_Problem statement_
Copy each line that includes the string "self" from the material into your answer.

_Information shown_
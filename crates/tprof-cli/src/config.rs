//! Configuration loading seam for the CLI runtime.

use std::ffi::OsString;

use ortho_config::OrthoConfig;
use tprof_config::Config;

use crate::errors::AppError;

pub(crate) trait ConfigLoader {
    /// Loads configuration from the configuration flags in `args`, whose
    /// first element names the program.
    fn load(&self, args: &[OsString]) -> Result<Config, AppError>;
}

pub(crate) struct OrthoConfigLoader;

impl ConfigLoader for OrthoConfigLoader {
    fn load(&self, args: &[OsString]) -> Result<Config, AppError> {
        Config::load_from_iter(args.iter().cloned()).map_err(AppError::LoadConfiguration)
    }
}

_Exercise result_
    fn load(&self, args: &[OsString]) -> Result<Config, AppError>;
    fn load(&self, args: &[OsString]) -> Result<Config, AppError> {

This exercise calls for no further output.